GWAS Tutorial Using Blood Pressure Traits
This template workspace was created to offer example tools for conducting a single variant, mixed-models GWAS focusing on a blood pressure trait from start to finish using the NHLBI BioData Catalyst ecosystem. We have created a set of documents to get you started in the BioData Catalyst system. If you're ready to conduct an analysis, proceed with this dashboard:
Data Model
This template was set up to work with the NHLBI BioData Catalyst Gen3 data model. In this dashboard, you will learn how to import data from the Gen3 platform into this Terra template and conduct an association test using this particular data model.
TOPMed Data
Currently, BioData Catalyst's Gen3 hosts the TOPMed program, which is controlled access.
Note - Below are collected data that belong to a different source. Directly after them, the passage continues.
use serde::Serialize;
use uuid::Uuid;

/// Immutable snapshot describing a resolved tenant.
///
/// Equality is by value. The slug is kept exactly as it was registered even
/// though lookups treat it case-insensitively.
#[derive(Debug, Clone, PartialEq, Eq, Hash, Serialize)]
pub struct TenantContext {
    tenant_id: Uuid,
    slug: String,
    active: bool,
}

impl TenantContext {
    pub fn new(tenant_id: Uuid, slug: impl Into<String>, active: bool) -> Self {
        Self {
            tenant_id,
            slug: slug.into(),
            active,
        }
    }

    pub fn tenant_id(&self) -> Uuid {
        self.tenant_id
    }

    pub fn slug(&self) -> &str {
        &self.slug
    }

    pub fn is_active(&self) -> bool {
        self.active
    }
}

#[cfg(test)]
mod tests {
    use super::*;

    #[test]
    fn equality_is_by_value() {
        let id = Uuid::new_v4();
        let a = TenantContext::new(id, "tenant-a", true);
        let b = TenantContext::new(id, "tenant-a".to_string(), true);
        assert_eq!(a, b);
        assert_ne!(a, TenantContext::new(id, "tenant-a", false));
    }

    #[test]
    fn slug_is_stored_as_given() {
        let ctx = TenantContext::new(Uuid::nil(), "Tenant-A", true);
        assert_eq!(ctx.slug(), "Tenant-A");
    }

    #[test]
    fn serializes_with_field_names() {
        let ctx = TenantContext::new(Uuid::nil(), "tenant-a", true);
        let json = serde_json::to_value(&ctx).unwrap();
        assert_eq!(json["tenant_id"], "00000000-0000-0000-0000-000000000000");
        assert_eq!(json["slug"], "tenant-a");
        assert_eq!(json["active"], true);
    }
}
//! Ant-style path patterns for paths exempt from tenant enforcement.
//!
//! `**` matches any number of segments (including none), `*` matches within
//! a single segment, `?` matches one character. `/actuator/**` therefore
//! matches `/actuator`, `/actuator/health` and `/actuator/health/liveness`.

use thiserror::Error;

#[derive(Debug, Clone, PartialEq, Eq, Error)]
#[error("Bypass pattern '{0}' must start with '/'")]
pub struct InvalidPatternError(pub String);

#[derive(Debug, Clone, PartialEq, Eq)]
enum Segment {
    AnyDepth,
    Glob(String),
}

#[derive(Debug, Clone, PartialEq, Eq)]
pub struct PathPattern {
    raw: String,
    segments: Vec<Segment>,
}

impl PathPattern {
    pub fn parse(raw: &str) -> Result<Self, InvalidPatternError> {
        let trimmed = raw.trim();
        if !trimmed.starts_with('/') {
            return Err(InvalidPatternError(raw.to_string()));
        }

        let mut segments: Vec<Segment> = Vec::new();
        for part in split_path(trimmed) {
            let segment = if part == "**" {
                Segment::AnyDepth
            } else {
                Segment::Glob(part.to_string())
            };
            // "/a/**/**" is the same as "/a/**"
            if segment == Segment::AnyDepth && segments.last() == Some(&Segment::AnyDepth) {
                continue;
            }
            segments.push(segment);
        }

        Ok(Self {
            raw: trimmed.to_string(),
            segments,
        })
    }

    pub fn as_str(&self) -> &str {
        &self.raw
    }

    pub fn matches(&self, path: &str) -> bool {
        if !path.starts_with('/') {
            return false;
        }
        let parts: Vec<&str> = split_path(path).collect();
        match_segments(&self.segments, &parts)
    }
}

/// Ordered set of bypass patterns; a path is bypassed when any pattern matches.
#[derive(Debug, Clone, Default)]
pub struct BypassMatcher {
    patterns: Vec<PathPattern>,
}

impl BypassMatcher {
    pub fn new<I, S>(patterns: I) -> Result<Self, InvalidPatternError>
    where
        I: IntoIterator<Item = S>,
        S: AsRef<str>,
    {
        let patterns = patterns
            .into_iter()
            .map(|p| PathPattern::parse(p.as_ref()))
            .collect::<Result<Vec<_>, _>>()?;
        Ok(Self { patterns })
    }

    pub fn patterns(&self) -> &[PathPattern] {
        &self.patterns
    }

    /// Returns the first matching pattern, if any.
    pub fn find_match(&self, path: &str) -> Option<&PathPattern> {
        self.patterns.iter().find(|pattern| pattern.matches(path))
    }

    pub fn is_bypassed(&self, path: &str) -> bool {
        self.find_match(path).is_some()
    }
}

// Empty segments are dropped, so `/health/` and `//health` compare equal to
// `/health`. Routing treats them as the same resource, so the bypass does too.
fn split_path(path: &str) -> impl Iterator<Item = &str> {
    path.split('/').filter(|s| !s.is_empty())
}

fn match_segments(pattern: &[Segment], path: &[&str]) -> bool {
    match pattern.split_first() {
        None => path.is_empty(),
        Some((Segment::AnyDepth, rest)) => {
            (0..=path.len()).any(|skip| match_segments(rest, &path[skip..]))
        }
        Some((Segment::Glob(glob), rest)) => match path.split_first() {
            Some((head, tail)) => glob_matches(glob, head) && match_segments(rest, tail),
            None => false,
        },
    }
}

fn glob_matches(pattern: &str, text: &str) -> bool {
    let p: Vec<char> = pattern.chars().collect();
    let t: Vec<char> = text.chars().collect();
    let (mut pi, mut ti) = (0, 0);
    // position of the last '*' seen, and where in the text it started matching
    let mut backtrack: Option<(usize, usize)> = None;

    while ti < t.len() {
        if pi < p.len() && (p[pi] == '?' || p[pi] == t[ti]) {
            pi += 1;
            ti += 1;
        } else if pi < p.len() && p[pi] == '*' {
            backtrack = Some((pi, ti));
            pi += 1;
        } else if let Some((star, start)) = backtrack {
            pi = star + 1;
            ti = start + 1;
            backtrack = Some((star, start + 1));
        } else {
            return false;
        }
    }

    p[pi..].iter().all(|c| *c == '*')
}
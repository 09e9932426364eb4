//! Oplog entry submission

use oplog_core::LogEntry;
use oplog_core::dto::mutation::{GraphqlRequest, GraphqlResponse};
use tracing::{debug, warn};

use crate::GhostwriterClient;
use crate::error::{ClientError, Result};
use crate::transport::Transport;

/// Totals for a [`GhostwriterClient::submit_all`] run
#[derive(Debug, Clone, Copy, Default, PartialEq, Eq)]
pub struct SubmitReport {
    pub attempted: usize,
    pub succeeded: usize,
    pub failed: usize,
}

impl<T: Transport> GhostwriterClient<T> {
    // =============================================================================
    // Oplog Entries
    // =============================================================================

    /// Insert a single entry into the oplog
    ///
    /// A submission only counts as successful when the status is 2xx and the
    /// body carries no GraphQL `errors` key.
    ///
    /// # Returns
    /// The ids Ghostwriter assigned to the inserted rows
    pub fn submit_entry(&self, entry: &LogEntry) -> Result<Vec<i64>> {
        let url = self.graphql_url();
        let request = GraphqlRequest::insert_oplog_entry(entry, &self.operator_name);
        let body = serde_json::to_value(&request)?;

        debug!(
            url = %url,
            entry_identifier = %entry.entry_identifier,
            "Posting oplog entry"
        );
        let response = self.transport.post_json(&url, &self.api_token, &body)?;

        if !response.is_success() {
            return Err(ClientError::api_error(response.status, response.body));
        }

        let parsed: GraphqlResponse =
            serde_json::from_str(&response.body).map_err(|e| ClientError::ParseError {
                message: format!("Failed to parse JSON response: {}", e),
                body: response.body.clone(),
            })?;

        if parsed.has_errors() {
            return Err(ClientError::GraphqlErrors {
                body: response.body,
            });
        }

        Ok(parsed.returned_ids())
    }

    /// Insert every entry, one request each, in order
    ///
    /// Each entry is attempted exactly once. A failed entry, including a
    /// transport failure, is handed to `on_result` and the next entry is
    /// still attempted.
    pub fn submit_all<F>(&self, entries: &[LogEntry], mut on_result: F) -> SubmitReport
    where
        F: FnMut(&LogEntry, &Result<Vec<i64>>),
    {
        let mut report = SubmitReport::default();

        for entry in entries {
            let result = self.submit_entry(entry);
            report.attempted += 1;

            match &result {
                Ok(_) => report.succeeded += 1,
                Err(e) => {
                    warn!(
                        entry_identifier = %entry.entry_identifier,
                        "Failed to submit oplog entry: {}", e
                    );
                    report.failed += 1;
                }
            }

            on_result(entry, &result);
        }

        report
    }
}
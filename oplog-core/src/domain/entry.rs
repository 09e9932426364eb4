//! Oplog entry domain types

use chrono::NaiveDateTime;
use serde::{Deserialize, Serialize};
use serde_json::{Map, Value};
use xxhash_rust::xxh3::xxh3_64;

use crate::timestamp::format_ghostwriter_timestamp;

/// Tool name recorded on every entry extracted from a LokiC2 transcript
pub const TOOL_NAME: &str = "LokiC2";

/// Process-wide values stamped onto every extracted entry
#[derive(Debug, Clone, PartialEq, Eq)]
pub struct EntrySource {
    /// Host the payload was executing on
    pub source_ip: String,
    /// Ghostwriter oplog id the entries belong to
    pub oplog: i64,
}

impl EntrySource {
    pub fn new(source_ip: impl Into<String>, oplog: i64) -> Self {
        Self {
            source_ip: source_ip.into(),
            oplog,
        }
    }
}

/// A single command executed through the C2, ready to be sent to Ghostwriter
#[derive(Debug, Clone, PartialEq, Serialize, Deserialize)]
pub struct LogEntry {
    pub start_date: NaiveDateTime,
    pub user_context: String,
    pub command: String,
    pub tool: String,
    pub source_ip: String,
    pub oplog: i64,
    pub entry_identifier: String,
    pub extra_fields: Map<String, Value>,
    pub description: String,
    pub comments: Option<String>,
}

impl LogEntry {
    /// Builds an entry from the captured transcript fields
    ///
    /// All derived fields (tool, identifier, description) are filled in here
    /// so that every entry is constructed the same way.
    pub fn new(
        start_date: NaiveDateTime,
        user_context: impl Into<String>,
        command: impl Into<String>,
        source: &EntrySource,
    ) -> Self {
        let user_context = user_context.into();
        let command = command.into();
        let entry_identifier = entry_identifier(
            &user_context,
            &format_ghostwriter_timestamp(&start_date),
            &command,
        );

        Self {
            start_date,
            user_context,
            description: command.clone(),
            command,
            tool: TOOL_NAME.to_string(),
            source_ip: source.source_ip.clone(),
            oplog: source.oplog,
            entry_identifier,
            extra_fields: Map::new(),
            comments: None,
        }
    }

    /// Start date in the `YYYY-MM-DD HH:MM:SS` form Ghostwriter expects
    pub fn start_date_string(&self) -> String {
        format_ghostwriter_timestamp(&self.start_date)
    }
}

/// Builds the deduplication key for an entry
///
/// The key is `{user}_{start_date}_{hash}` where the hash only depends on the
/// command bytes, so the same transcript line yields the same key on every run.
pub fn entry_identifier(user_context: &str, start_date: &str, command: &str) -> String {
    format!("{}_{}_{}", user_context, start_date, command_hash(command))
}

/// xxh3-64 of the command text as 16 lowercase hex digits
pub fn command_hash(command: &str) -> String {
    format!("{:016x}", xxh3_64(command.as_bytes()))
}
//! Transcript extraction
//!
//! Reads a LokiC2 HTML/text transcript and turns every command line into a
//! [`LogEntry`]. Lines that are not command lines, or whose timestamp cannot
//! be parsed, are skipped without error.

use std::fs::File;
use std::io::{BufRead, BufReader};
use std::path::{Path, PathBuf};

use once_cell::sync::Lazy;
use regex::Regex;
use thiserror::Error;
use tracing::debug;

use crate::domain::entry::{EntrySource, LogEntry};
use crate::timestamp::parse_loki_timestamp;

/// Matches `<ts span>[ts]</span> <user span>user</span>$ command`
static COMMAND_LINE: Lazy<Regex> = Lazy::new(|| {
    Regex::new(concat!(
        r#"^<span style="color:#acdff2">\[(.*?)\]</span> "#,
        r#"<span style="color:#ff0000">(.*?)</span>\$ (.*)"#,
    ))
    .expect("command line pattern is valid")
});

/// Result type alias for extraction
pub type Result<T> = std::result::Result<T, ExtractError>;

/// Errors that abort an extraction run
#[derive(Debug, Error)]
pub enum ExtractError {
    /// Transcript could not be opened or read
    #[error("failed to read transcript {path}: {source}")]
    Io {
        path: PathBuf,
        #[source]
        source: std::io::Error,
    },
}

/// Line counts gathered while extracting a transcript
#[derive(Debug, Clone, Copy, Default, PartialEq, Eq)]
pub struct ExtractStats {
    pub matched: usize,
    pub skipped_no_match: usize,
    pub skipped_bad_timestamp: usize,
}

impl ExtractStats {
    pub fn skipped(&self) -> usize {
        self.skipped_no_match + self.skipped_bad_timestamp
    }
}

enum LineOutcome {
    Entry(LogEntry),
    NoMatch,
    BadTimestamp,
}

/// Turns transcript lines into log entries
#[derive(Debug, Clone)]
pub struct Extractor {
    source: EntrySource,
}

impl Extractor {
    pub fn new(source: EntrySource) -> Self {
        Self { source }
    }

    pub fn source(&self) -> &EntrySource {
        &self.source
    }

    /// Parses a single transcript line
    ///
    /// Returns `None` for anything that is not a well-formed command line.
    pub fn parse_line(&self, line: &str) -> Option<LogEntry> {
        match self.classify(line) {
            LineOutcome::Entry(entry) => Some(entry),
            LineOutcome::NoMatch | LineOutcome::BadTimestamp => None,
        }
    }

    fn classify(&self, line: &str) -> LineOutcome {
        let Some(caps) = COMMAND_LINE.captures(line.trim()) else {
            return LineOutcome::NoMatch;
        };

        let (raw_time, username, command) = (&caps[1], &caps[2], &caps[3]);
        match parse_loki_timestamp(raw_time) {
            Some(start_date) => {
                LineOutcome::Entry(LogEntry::new(start_date, username, command, &self.source))
            }
            None => LineOutcome::BadTimestamp,
        }
    }

    /// Extracts entries from a transcript file, in file order
    pub fn extract_file(&self, path: impl AsRef<Path>) -> Result<Vec<LogEntry>> {
        let path = path.as_ref();
        let file = File::open(path).map_err(|source| ExtractError::Io {
            path: path.to_path_buf(),
            source,
        })?;

        self.extract_reader_with_stats(BufReader::new(file), path)
            .map(|(entries, _)| entries)
    }

    /// Extracts entries from any buffered reader, in read order
    pub fn extract_reader<R: BufRead>(&self, reader: R) -> Result<Vec<LogEntry>> {
        self.extract_reader_with_stats(reader, Path::new("<reader>"))
            .map(|(entries, _)| entries)
    }

    /// Like [`Extractor::extract_reader`] but also reports how many lines were skipped
    ///
    /// `path` is only used to label I/O errors.
    pub fn extract_reader_with_stats<R: BufRead>(
        &self,
        reader: R,
        path: &Path,
    ) -> Result<(Vec<LogEntry>, ExtractStats)> {
        let mut entries = Vec::new();
        let mut stats = ExtractStats::default();

        for line in reader.lines() {
            let line = line.map_err(|source| ExtractError::Io {
                path: path.to_path_buf(),
                source,
            })?;

            match self.classify(&line) {
                LineOutcome::Entry(entry) => {
                    stats.matched += 1;
                    entries.push(entry);
                }
                LineOutcome::NoMatch => stats.skipped_no_match += 1,
                LineOutcome::BadTimestamp => {
                    debug!(line = %line.trim(), "Skipping command line with unparseable timestamp");
                    stats.skipped_bad_timestamp += 1;
                }
            }
        }

        debug!(
            path = %path.display(),
            matched = stats.matched,
            skipped_no_match = stats.skipped_no_match,
            skipped_bad_timestamp = stats.skipped_bad_timestamp,
            "Finished scanning transcript lines"
        );

        Ok((entries, stats))
    }
}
If you do not already have access to a TOPMed project through dbGAP, this template workspace may not yet be helpful to you. To apply for access to TOPMed, submit an application within dbGAP.
If you already have access to a TOPMEd project and have been onboarded to the BioData Catalyst platform, you should be able to access your data through BioData Catalyst powered by Gen3 and use your data with this template workspace. We focused this template on analyzing a blood pressure trait, but not all TOPMed projects may contain blood pressure data. You will need to carefully consider how to update this analysis for the dataset you bring and how this may affect the scientific accuracy of the question you are asking.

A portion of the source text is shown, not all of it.